Exemplary biological samples include, but are not limited to, blood, saliva, sputum, urine, feces, skin cells, hair follicles, semen, vaginal fluid, bone fragments, bone marrow, brain matter, cerebro-spinal fluid, and amniotic fluid. Exemplary environmental sample include, but are not limited to, soil, water, sewage, sludge, air, plant and other vegetative matter, oil, liquid mineral deposits, and solid mineral deposits.

The term “sample” also refers to any aliquot of any substance that possibly contains matter to be detected or identified by the present invention, in particular containing pathogenic agent.

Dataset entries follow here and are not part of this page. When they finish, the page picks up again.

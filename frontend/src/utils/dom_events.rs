use std::cell::RefCell;
use std::rc::Rc;

use gloo_events::{EventListener, EventListenerOptions};
use gloo_timers::callback::Timeout;
use wasm_bindgen::{JsCast, JsValue};
use web_sys::{Document, Element, Event, EventTarget, KeyboardEvent, TouchEvent, Window};

use crate::components::gallery::gallery_index;
use crate::error::PageError;
use crate::utils::dom_surface::{
    query, query_all, GALLERY_ITEMS, LIGHTBOX_CLOSE, LIGHTBOX_ID, LIGHTBOX_NEXT, LIGHTBOX_PREV,
    NAV_LINKS,
};
use crate::utils::events::{ClickTarget, EventKind, EventOutcome, EventSource, Handler, PageEvent};

type SharedHandler = Rc<RefCell<Handler>>;

/// Browser-backed event source. Listeners stay attached for as long as this
/// value is alive.
pub struct DomEvents {
    window: Window,
    document: Document,
    lightbox: Option<Element>,
    reveal_delay_ms: u32,
    listeners: Vec<EventListener>,
    timers: Vec<Timeout>,
}

impl DomEvents {
    pub fn new(window: Window, reveal_delay_ms: u32) -> Result<Self, PageError> {
        let document = window.document().ok_or(PageError::NoWindow)?;
        Ok(Self {
            lightbox: document.get_element_by_id(LIGHTBOX_ID),
            window,
            document,
            reveal_delay_ms,
            listeners: Vec::new(),
            timers: Vec::new(),
        })
    }

    pub fn listener_count(&self) -> usize {
        self.listeners.len()
    }

    fn listen<F>(&mut self, target: &EventTarget, event_type: &'static str, callback: F)
    where
        F: FnMut(&Event) + 'static,
    {
        self.listeners
            .push(EventListener::new(target, event_type, callback));
    }

    fn listen_click(&mut self, target: &EventTarget, handler: &SharedHandler, click: ClickTarget) {
        let handler = Rc::clone(handler);
        let listener = EventListener::new_with_options(
            target,
            "click",
            EventListenerOptions::enable_prevent_default(),
            move |event: &Event| {
                let outcome = (*handler.borrow_mut())(PageEvent::Click(click.clone()));
                if outcome == EventOutcome::PreventDefault {
                    event.prevent_default();
                }
            },
        );
        self.listeners.push(listener);
    }

    fn subscribe_clicks(&mut self, handler: Handler) -> Result<(), PageError> {
        let handler: SharedHandler = Rc::new(RefCell::new(handler));

        for item in query_all(&self.document, GALLERY_ITEMS)? {
            let raw = item.get_attribute("data-index");
            match gallery_index(raw.as_deref()) {
                Some(index) => {
                    self.listen_click(&item, &handler, ClickTarget::GalleryItem(index))
                }
                None => log::warn!("Gallery item without a usable data-index: {:?}", raw),
            }
        }

        let controls = [
            (LIGHTBOX_CLOSE, ClickTarget::LightboxClose),
            (LIGHTBOX_PREV, ClickTarget::LightboxPrev),
            (LIGHTBOX_NEXT, ClickTarget::LightboxNext),
        ];
        for (selector, click) in controls {
            if let Some(control) = query(&self.document, selector) {
                self.listen_click(&control, &handler, click);
            }
        }

        if let Some(lightbox) = self.lightbox.clone() {
            let handler = Rc::clone(&handler);
            let backdrop: JsValue = lightbox.clone().into();
            self.listen(&lightbox, "click", move |event| {
                let on_backdrop = event
                    .target()
                    .is_some_and(|target| JsValue::from(target) == backdrop);
                if on_backdrop {
                    (*handler.borrow_mut())(PageEvent::Click(ClickTarget::LightboxBackdrop));
                }
            });
        }

        for link in query_all(&self.document, NAV_LINKS)? {
            let Some(href) = link.get_attribute("href") else {
                continue;
            };
            self.listen_click(&link, &handler, ClickTarget::Anchor(href));
        }
        Ok(())
    }

    fn subscribe_touch(&mut self, kind: EventKind, mut handler: Handler) {
        let Some(lightbox) = self.lightbox.clone() else {
            return;
        };
        let (event_type, to_event): (&'static str, fn(f64) -> PageEvent) = match kind {
            EventKind::TouchStart => ("touchstart", PageEvent::TouchStart),
            _ => ("touchend", PageEvent::TouchEnd),
        };
        self.listen(&lightbox, event_type, move |event| {
            let x = event
                .dyn_ref::<TouchEvent>()
                .and_then(|touch| touch.changed_touches().get(0))
                .map(|touch| f64::from(touch.screen_x()));
            if let Some(x) = x {
                handler(to_event(x));
            }
        });
    }

    fn subscribe_load(&mut self, mut handler: Handler) {
        // The module can finish loading after the window did.
        if self.document.ready_state() == "complete" {
            handler(PageEvent::Load);
            return;
        }
        let window = self.window.clone();
        self.listen(&window, "load", move |_| {
            handler(PageEvent::Load);
        });
    }
}

impl EventSource for DomEvents {
    fn subscribe(&mut self, kind: EventKind, mut handler: Handler) -> Result<(), PageError> {
        match kind {
            EventKind::Scroll => {
                let window = self.window.clone();
                self.listen(&window, "scroll", move |_| {
                    handler(PageEvent::Scroll);
                });
            }
            EventKind::Key => {
                let document = self.document.clone();
                self.listen(&document, "keydown", move |event| {
                    if let Some(event) = event.dyn_ref::<KeyboardEvent>() {
                        handler(PageEvent::Key(event.key()));
                    }
                });
            }
            EventKind::Click => self.subscribe_clicks(handler)?,
            EventKind::TouchStart | EventKind::TouchEnd => self.subscribe_touch(kind, handler),
            EventKind::Load => self.subscribe_load(handler),
            EventKind::RevealTimer => {
                let timeout = Timeout::new(self.reveal_delay_ms, move || {
                    handler(PageEvent::RevealTimer);
                });
                self.timers.push(timeout);
            }
        }
        Ok(())
    }
}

Another use of the term “sample” entails a data item (number, point, or a multidimensional entity), representing an element of a set or collection of data items used in analytical, algorithmic or computational processes. Furthermore, the term “sample” is also used to describe a collection of data items (consisting of multiple, possibly multidimensional, entities) used in analytical, algorithmic or computational processes. Those trained in the art will readily comprehend a correct meaning of the term “sample,” according to one or more of the above instances, when the term “sample” is used in this invention.

The term “pathogenic agent” (herein used interchangeable with “pathogen”) refers to any potentially harmful agent capable of infecting a sample, or capable of eliciting a biological effect in host cells when such host cells are exposed to said pathogenic agent. Pathogenic agents according to the present invention include both nucleic acid containing agents such as bacteria, viruses, fungi, and protozoa, as well as non-nucleic-acid-containing substances, in particular toxins. Pathogenic agents also include agents whose impact on a sample or on host cells is mediated by either of a nucleic acid component and a non-nucleic-acid component (e.g., a bacteria that secretes a toxin). Exemplary nucleic acid containing agents include, but are not limited to, bacteria of any type, species or strain, viruses of any type, species or strain. Exemplary nucleic acid containing agents include, but are not limited to, Gram positive and Gram negative bacteria, spore-forming and non-spore-forming bacteria, DNA-based viruses, and RNA-based viruses. Exemplary non-nucleic-acid-containing agents include, but are not limited to, solid, gaseous, liquid, inorganic, organic, biological, or non-biological substances, or toxins.

The term “host cell” refers to any cell, capable of responding (e.g., capable of producing a biological response including, but not limited to, a gene expression response, proteomic response, a metabolic response, a morphological response, etc.) when said cell is exposed to a sample. The term “in vitro” refers to existence of the host cell outside any other organism, including but not limited to, existence as a single cell or a set of cells within an enclosure or chamber. The term “exogenous” is also used to described such organism-independent existence of the host cells. The response, used interchangeably with “in vitro response” and “in vitro expression response”, refers to any reaction of the host cell to the presence of a sample when such sample contacts or otherwise interacts with the host cell. In particular, in this invention the host cell response is used to measure the physiological impact of a pathogenic agent. The term “cultured host cell” refers to the host cells that can be grown in vitro, in order to create multiplicity of host cells. This includes, but is not limited to cells originating from cell lines. Any cell can be used as a host cell, and the invention includes the use of test cells derived from any of a number of organisms and/or tissue types. The host cell may be derived from the same species as the source from which the sample is taken, however, the host cell may also be derived from a different species. All that is necessary is that a sample containing a pathogenic agent elicits a change in some measurable biological parameter in a host cell (e.g., a change in gene expression, protein expression, cell shape, cell conductivity, cell metabolic activity, etc.).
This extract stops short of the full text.